## ASSIGNMENT
Starting at the top of the data and ending with the line that holds "an expiry instant.", transcribe each line exactly; include both ends.

## DATA SECTION

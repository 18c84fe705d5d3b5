//! Access credentials and their atomic replacement

use chrono::{DateTime, Utc};
use std::fmt;
use std::sync::{Arc, RwLock};

/// An immutable set of access credentials.
///
/// Temporary credentials carry a session token and an expiry instant.
#[derive(Clone, PartialEq, Eq)]
pub struct Credentials {
    access_key_id: String,
    access_key_secret: String,
    session_token: Option<String>,
    expiry: Option<DateTime<Utc>>,
}

impl Credentials {
    /// Long-lived credentials with no expiry
    pub fn permanent(access_key_id: impl Into<String>, access_key_secret: impl Into<String>) -> Self {
        Self {
            access_key_id: access_key_id.into(),
            access_key_secret: access_key_secret.into(),
            session_token: None,
            expiry: None,
        }
    }

    /// Session credentials issued by a token service
    pub fn temporary(
        access_key_id: impl Into<String>,
        access_key_secret: impl Into<String>,
        session_token: impl Into<String>,
        expiry: Option<DateTime<Utc>>,
    ) -> Self {
        Self {
            access_key_id: access_key_id.into(),
            access_key_secret: access_key_secret.into(),
            session_token: Some(session_token.into()),
            expiry,
        }
    }

    pub fn access_key_id(&self) -> &str {
        &self.access_key_id
    }

    pub fn access_key_secret(&self) -> &str {
        &self.access_key_secret
    }

    pub fn session_token(&self) -> Option<&str> {
        self.session_token.as_deref()
    }

    pub fn expiry(&self) -> Option<DateTime<Utc>> {
        self.expiry
    }

    /// True once `now` is past the expiry instant
    pub fn is_expired(&self, now: DateTime<Utc>) -> bool {
        matches!(self.expiry, Some(expiry) if expiry < now)
    }
}

impl fmt::Debug for Credentials {
    fn fmt(&self, f: &mut fmt::Formatter<'_>) -> fmt::Result {
        f.debug_struct("Credentials")
            .field("access_key_id", &self.access_key_id)
            .field("access_key_secret", &"** redacted **")
            .field("session_token", &self.session_token.as_ref().map(|_| "** redacted **"))
            .field("expiry", &self.expiry)
            .finish()
    }
}

/// Shared holder for the current credential set.
///
/// Readers get an `Arc` snapshot; `replace` swaps the whole set so an
/// in-flight signing operation never observes a half-updated value.
#[derive(Debug)]
pub struct CredentialStore {
    current: RwLock<Arc<Credentials>>,
}

impl CredentialStore {
    pub fn new(credentials: Credentials) -> Self {
        Self {
            current: RwLock::new(Arc::new(credentials)),
        }
    }

    /// Snapshot of the active credentials
    pub fn current(&self) -> Arc<Credentials> {
        match self.current.read() {
            Ok(guard) => Arc::clone(&guard),
            Err(poisoned) => Arc::clone(&poisoned.into_inner()),
        }
    }

    /// Atomically install a new credential set
    pub fn replace(&self, credentials: Credentials) {
        let next = Arc::new(credentials);
        match self.current.write() {
            Ok(mut guard) => *guard = next,
            Err(poisoned) => *poisoned.into_inner() = next,
        }
        tracing::info!("credentials replaced");
    }
}
//! s3xfer - resumable, concurrent transfers against S3-compatible object storage

pub mod cli;
pub mod config;
pub mod listing;
pub mod s3;
pub mod transfer;

pub use config::Config;
pub use transfer::TransferManager;
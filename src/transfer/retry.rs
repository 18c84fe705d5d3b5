//! Exponential backoff with jitter for transfer requests

use crate::config::TransferConfig;
use crate::s3::S3Error;
use rand::Rng;
use std::future::Future;
use std::time::Duration;
use tokio_util::sync::CancellationToken;

#[derive(Debug, Clone, PartialEq, Eq)]
pub struct RetryPolicy {
    /// Retries after the first attempt
    pub max_retries: u32,
    pub base_delay: Duration,
    pub max_delay: Duration,
}

impl Default for RetryPolicy {
    fn default() -> Self {
        Self {
            max_retries: 3,
            base_delay: Duration::from_millis(200),
            max_delay: Duration::from_secs(10),
        }
    }
}

/// Last error of an operation that gave up
#[derive(Debug)]
pub struct Exhausted {
    pub error: S3Error,
    pub attempts: u32,
}

impl RetryPolicy {
    pub fn from_config(config: &TransferConfig) -> Self {
        Self {
            max_retries: config.max_retries,
            base_delay: Duration::from_millis(config.retry_base_delay_ms),
            max_delay: Duration::from_millis(config.retry_max_delay_ms),
        }
    }

    /// Whether attempt number `attempt` (1-based) may be followed by another
    pub fn should_retry(&self, error: &S3Error, attempt: u32) -> bool {
        error.is_retryable() && attempt <= self.max_retries
    }

    /// Delay before the retry following attempt `attempt`.
    ///
    /// `base * 2^(attempt-1)` capped at `max_delay`, then scaled into
    /// `[d/2, d]` by random jitter.
    pub fn delay_for(&self, attempt: u32) -> Duration {
        let exp = attempt.saturating_sub(1).min(20);
        let capped = self
            .base_delay
            .saturating_mul(1u32 << exp)
            .min(self.max_delay);
        let half = capped / 2;
        let jitter_ms = rand::thread_rng().gen_range(0..=half.as_millis() as u64);
        half + Duration::from_millis(jitter_ms)
    }

    /// Run `op` until it succeeds, fails permanently, or retries run out.
    ///
    /// `op` receives the 1-based attempt number. Backoff sleeps end early
    /// with `Cancelled` when `cancel` fires.
    pub async fn run<T, F, Fut>(
        &self,
        cancel: &CancellationToken,
        mut op: F,
    ) -> std::result::Result<T, Exhausted>
    where
        F: FnMut(u32) -> Fut,
        Fut: Future<Output = Result<T, S3Error>>,
    {
        let mut attempt = 1;
        loop {
            match op(attempt).await {
                Ok(value) => return Ok(value),
                Err(error) if self.should_retry(&error, attempt) => {
                    let delay = self.delay_for(attempt);
                    tracing::warn!(attempt, ?delay, %error, "transient failure, retrying");
                    tokio::select! {
                        _ = cancel.cancelled() => {
                            return Err(Exhausted { error: S3Error::Cancelled, attempts: attempt });
                        }
                        _ = tokio::time::sleep(delay) => {}
                    }
                    attempt += 1;
                }
                Err(error) => {
                    return Err(Exhausted {
                        error,
                        attempts: attempt,
                    })
                }
            }
        }
    }
}
impl TransferEngine {
    pub fn new(client: S3Client, config: TransferConfig) -> Self {
        let retry = RetryPolicy::from_config(&config);
        Self {
            client,
            config,
            retry,
        }
    }

    pub fn client(&self) -> &S3Client {
        &self.client
    }

    fn plan(&self, size: u64) -> Result<TransferPlan> {
        planner::plan(
            size,
            self.config.multipart_threshold,
            self.config.part_size,
            self.config.max_parts,
        )
    }

    /// Run an upload task to its terminal state
    pub async fn run_upload(&self, handle: Arc<TaskHandle>, source: UploadSource) {
        let outcome = self.upload(&handle, &source).await;
        handle.finish(outcome.map(TransferOutcome::Upload));
    }

    /// Run a download task to its terminal state
    pub async fn run_download(&self, handle: Arc<TaskHandle>, target: DownloadTarget) {
        let outcome = self.download(&handle, &target).await;
        handle.finish(outcome.map(TransferOutcome::Download));
    }

    async fn upload(&self, handle: &Arc<TaskHandle>, source: &UploadSource) -> Result<UploadResult> {
        let cancel = handle.cancel_token().clone();
        if cancel.is_cancelled() {
            return Err(TransferError::Cancelled);
        }
        handle.transition(TaskState::Planning)?;

        let size = match source {
            UploadSource::Memory(data) => data.len() as u64,
            UploadSource::File(path) => {
                let metadata = tokio::fs::metadata(path).await?;
                if !metadata.is_file() {
                    return Err(TransferError::InvalidArgument(format!(
                        "{} is not a regular file",
                        path.display()
                    )));
                }
                metadata.len()
            }
        };

        let plan = self.plan(size)?;
        handle.set_plan(&plan);
        tracing::debug!(size, strategy = ?plan.strategy, parts = plan.parts.len(), "upload planned");
        handle.transition(TaskState::InProgress)?;

        let (bucket, key) = handle.bucket_and_key();
        match (plan.strategy, plan.parts.first()) {
            (Strategy::Simple, Some(part)) => {
                self.upload_simple(handle, source, &bucket, &key, part, &cancel)
                    .await
            }
            _ => {
                self.upload_multipart(handle, source, &bucket, &key, &plan, &cancel)
                    .await
            }
        }
    }

    async fn upload_simple(
        &self,
        handle: &Arc<TaskHandle>,
        source: &UploadSource,
        bucket: &str,
        key: &str,
        part: &PartRange,
        cancel: &CancellationToken,
    ) -> Result<UploadResult> {
        let n = part.part_number;
        let reporter = handle.progress();
        let outcome = self
            .retry
            .run(cancel, |attempt| {
                handle.part_attempt(n, attempt);
                if attempt > 1 {
                    reporter.reset_part(n);
                }
                let body = part_body(source, part).with_observer(reporter.part_observer(n));
                self.client.put_object(bucket, key, body, cancel)
            })
            .await;

        match outcome {
            Ok(result) => {
                handle.part_done(n, Some(result.etag.clone()));
                Ok(result)
            }
            Err(exhausted) => {
                handle.part_failed(n);
                Err(step_error(exhausted, Some(n)))
            }
        }
    }

    async fn upload_multipart(
        &self,
        handle: &Arc<TaskHandle>,
        source: &UploadSource,
        bucket: &str,
        key: &str,
        plan: &TransferPlan,
        cancel: &CancellationToken,
    ) -> Result<UploadResult> {
        // Never dropped mid-flight: a session the server opened must be aborted
        let detached = CancellationToken::new();
        let init = self
            .retry
            .run(cancel, |_| self.client.create_multipart_upload(bucket, key, &detached))
            .await
            .map_err(|exhausted| step_error(exhausted, None))?;
        let upload_id = init.upload_id;
        handle.set_upload_id(&upload_id);
        tracing::info!(upload_id = %upload_id, parts = plan.parts.len(), "multipart upload initiated");

        let upload = PartUpload {
            handle,
            source,
            bucket,
            key,
            upload_id: &upload_id,
        };
        let outcome = if cancel.is_cancelled() {
            Err(TransferError::Cancelled)
        } else {
            self.upload_parts_and_complete(&upload, plan, cancel).await
        };

        if outcome.is_err() {
            // Not tied to the task token: cleanup must run after a cancel
            match self.client.abort_multipart_upload(bucket, key, &upload_id).await {
                Ok(()) => tracing::info!(upload_id = %upload_id, "multipart upload aborted"),
                Err(e) => tracing::warn!(upload_id = %upload_id, error = %e, "failed to abort multipart upload"),
            }
        }
        outcome
    }

    async fn upload_parts_and_complete(
        &self,
        upload: &PartUpload<'_>,
        plan: &TransferPlan,
        cancel: &CancellationToken,
    ) -> Result<UploadResult> {
        let parts_cancel = cancel.child_token();
        let mut completed = Vec::with_capacity(plan.parts.len());
        let mut failure = None;
        {
            let parts_cancel = &parts_cancel;
            let results = stream::iter(plan.parts.iter().copied())
                .map(|part| async move { self.upload_part(upload, &part, parts_cancel).await })
                .buffer_unordered(self.config.concurrency.max(1));
            futures::pin_mut!(results);

            while let Some(result) = results.next().await {
                match result {
                    Ok(part) => completed.push(part),
                    Err(e) => {
                        // Stop siblings; dropping the stream drops in-flight requests
                        parts_cancel.cancel();
                        failure = Some(e);
                        break;
                    }
                }
            }
        }
        if let Some(e) = failure {
            return Err(e);
        }

        completed.sort_by_key(|p: &CompletedPart| p.part_number);
        let response = self
            .retry
            .run(cancel, |_| {
                self.client.complete_multipart_upload(
                    upload.bucket,
                    upload.key,
                    upload.upload_id,
                    &completed,
                    cancel,
                )
            })
            .await
            .map_err(|exhausted| step_error(exhausted, None))?;

        Ok(UploadResult {
            status_code: StatusCode::OK.as_u16(),
            etag: response.etag,
            location: response
                .location
                .unwrap_or_else(|| self.client.object_url(upload.bucket, upload.key)),
        })
    }

    async fn upload_part(
        &self,
        upload: &PartUpload<'_>,
        part: &PartRange,
        cancel: &CancellationToken,
    ) -> Result<CompletedPart> {
        let n = part.part_number;
        let handle = upload.handle;
        let reporter = handle.progress();
        let outcome = self
            .retry
            .run(cancel, |attempt| {
                handle.part_attempt(n, attempt);
                if attempt > 1 {
                    reporter.reset_part(n);
                }
                tracing::debug!(part = n, attempt, "uploading part");
                let body = part_body(upload.source, part).with_observer(reporter.part_observer(n));
                self.client
                    .upload_part(upload.bucket, upload.key, upload.upload_id, n, body, cancel)
            })
            .await;

        match outcome {
            Ok(etag) => {
                handle.part_done(n, Some(etag.clone()));
                Ok(CompletedPart::new(n, etag))
            }
            Err(exhausted) => {
                handle.part_failed(n);
                Err(step_error(exhausted, Some(n)))
            }
        }
    }

    async fn download(&self, handle: &Arc<TaskHandle>, target: &DownloadTarget) -> Result<DownloadResult> {
        let cancel = handle.cancel_token().clone();
        if cancel.is_cancelled() {
            return Err(TransferError::Cancelled);
        }
        handle.transition(TaskState::Planning)?;

        let (bucket, key) = handle.bucket_and_key();
        let meta = tokio::select! {
            biased;
            _ = cancel.cancelled() => return Err(TransferError::Cancelled),
            meta = self.client.head_object(&bucket, &key) => meta?,
        };

        let plan = self.plan(meta.content_length)?;
        handle.set_plan(&plan);
        tracing::debug!(
            size = meta.content_length,
            etag = %meta.etag,
            strategy = ?plan.strategy,
            parts = plan.parts.len(),
            "download planned"
        );

        let sink = DownloadSink::prepare(target, plan.size).await?;
        handle.transition(TaskState::InProgress)?;

        let download = PartDownload {
            handle,
            sink: &sink,
            bucket: &bucket,
            key: &key,
            etag: &meta.etag,
            ranged: plan.strategy == Strategy::Multipart,
        };
        let outcome = self.download_parts(&download, &plan, &cancel).await;

        if let Err(e) = outcome {
            sink.discard().await;
            return Err(e);
        }
        let data = sink.commit().await?;
        Ok(DownloadResult {
            status_code: meta.status_code,
            etag: meta.etag,
            content_length: meta.content_length,
            data,
        })
    }

    async fn download_parts(
        &self,
        download: &PartDownload<'_>,
        plan: &TransferPlan,
        cancel: &CancellationToken,
    ) -> Result<()> {
        let parts_cancel = cancel.child_token();
        let mut receipts = Vec::with_capacity(plan.parts.len());
        {
            let parts_cancel = &parts_cancel;
            let results = stream::iter(plan.parts.iter().copied())
                .map(|part| async move { self.download_part(download, &part, parts_cancel).await })
                .buffer_unordered(self.config.concurrency.max(1));
            futures::pin_mut!(results);

            while let Some(result) = results.next().await {
                match result {
                    Ok(receipt) => receipts.push(receipt),
                    Err(e) => {
                        parts_cancel.cancel();
                        return Err(e);
                    }
                }
            }
        }

        for receipt in &receipts {
            if !download.etag.is_empty() && receipt.etag.as_deref() != Some(download.etag) {
                return Err(TransferError::IntegrityMismatch(format!(
                    "part {} has ETag {:?}, object has {:?}",
                    receipt.part_number, receipt.etag, download.etag
                )));
            }
        }
        let received: u64 = receipts.iter().map(|r| r.bytes).sum();
        if received != plan.size {
            return Err(TransferError::IntegrityMismatch(format!(
                "received {} bytes, object has {}",
                received, plan.size
            )));
        }
        Ok(())
    }

    async fn download_part(
        &self,
        download: &PartDownload<'_>,
        part: &PartRange,
        cancel: &CancellationToken,
    ) -> Result<PartReceipt> {
        let n = part.part_number;
        let handle = download.handle;
        let reporter = handle.progress();
        let outcome = self
            .retry
            .run(cancel, |attempt| {
                handle.part_attempt(n, attempt);
                if attempt > 1 {
                    reporter.reset_part(n);
                }
                tracing::debug!(part = n, attempt, "downloading part");
                self.fetch_part(download, part, cancel)
            })
            .await;

        match outcome {
            Ok(receipt) => {
                handle.part_done(n, receipt.etag.clone());
                Ok(receipt)
            }
            Err(exhausted) => {
                handle.part_failed(n);
                if exhausted.error.status() == Some(StatusCode::PRECONDITION_FAILED) {
                    return Err(TransferError::IntegrityMismatch(format!(
                        "object changed during download (part {})",
                        n
                    )));
                }
                Err(step_error(exhausted, Some(n)))
            }
        }
    }

    /// One attempt at a download part: GET and write at the part's offset
    async fn fetch_part(
        &self,
        download: &PartDownload<'_>,
        part: &PartRange,
        cancel: &CancellationToken,
    ) -> std::result::Result<PartReceipt, S3Error> {
        let n = part.part_number;
        let reporter = download.handle.progress();
        let range = download.ranged.then_some((part.start, part.end));
        let if_match = (!download.etag.is_empty()).then_some(download.etag);
        let response = self
            .client
            .get_object(download.bucket, download.key, range, if_match, cancel)
            .await?;
        let etag = response.etag();

        let capacity = part.len();
        let mut writer = download.sink.writer(part.start).await?;
        let mut body = response.body;
        let mut received = 0u64;
        loop {
            let next = tokio::select! {
                biased;
                _ = cancel.cancelled() => return Err(S3Error::Cancelled),
                chunk = body.next() => chunk,
            };
            let Some(chunk) = next else { break };
            let chunk = chunk?;
            // Bytes past the range are counted but never written
            let room = capacity.saturating_sub(received).min(chunk.len() as u64) as usize;
            if room > 0 {
                writer.write(&chunk[..room]).await?;
            }
            received += chunk.len() as u64;
            reporter.report(n, received.min(capacity));
        }
        writer.finish().await?;

        Ok(PartReceipt {
            part_number: n,
            etag,
            bytes: received,
        })
    }
}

## WRITTEN RESPONSE
repository 18c84fe705d5d3b5
//! Access credentials and their atomic replacement

use chrono::{DateTime, Utc};
use std::fmt;
use std::sync::{Arc, RwLock};

/// An immutable set of access credentials.
///
/// Temporary credentials carry a session token and an expiry instant.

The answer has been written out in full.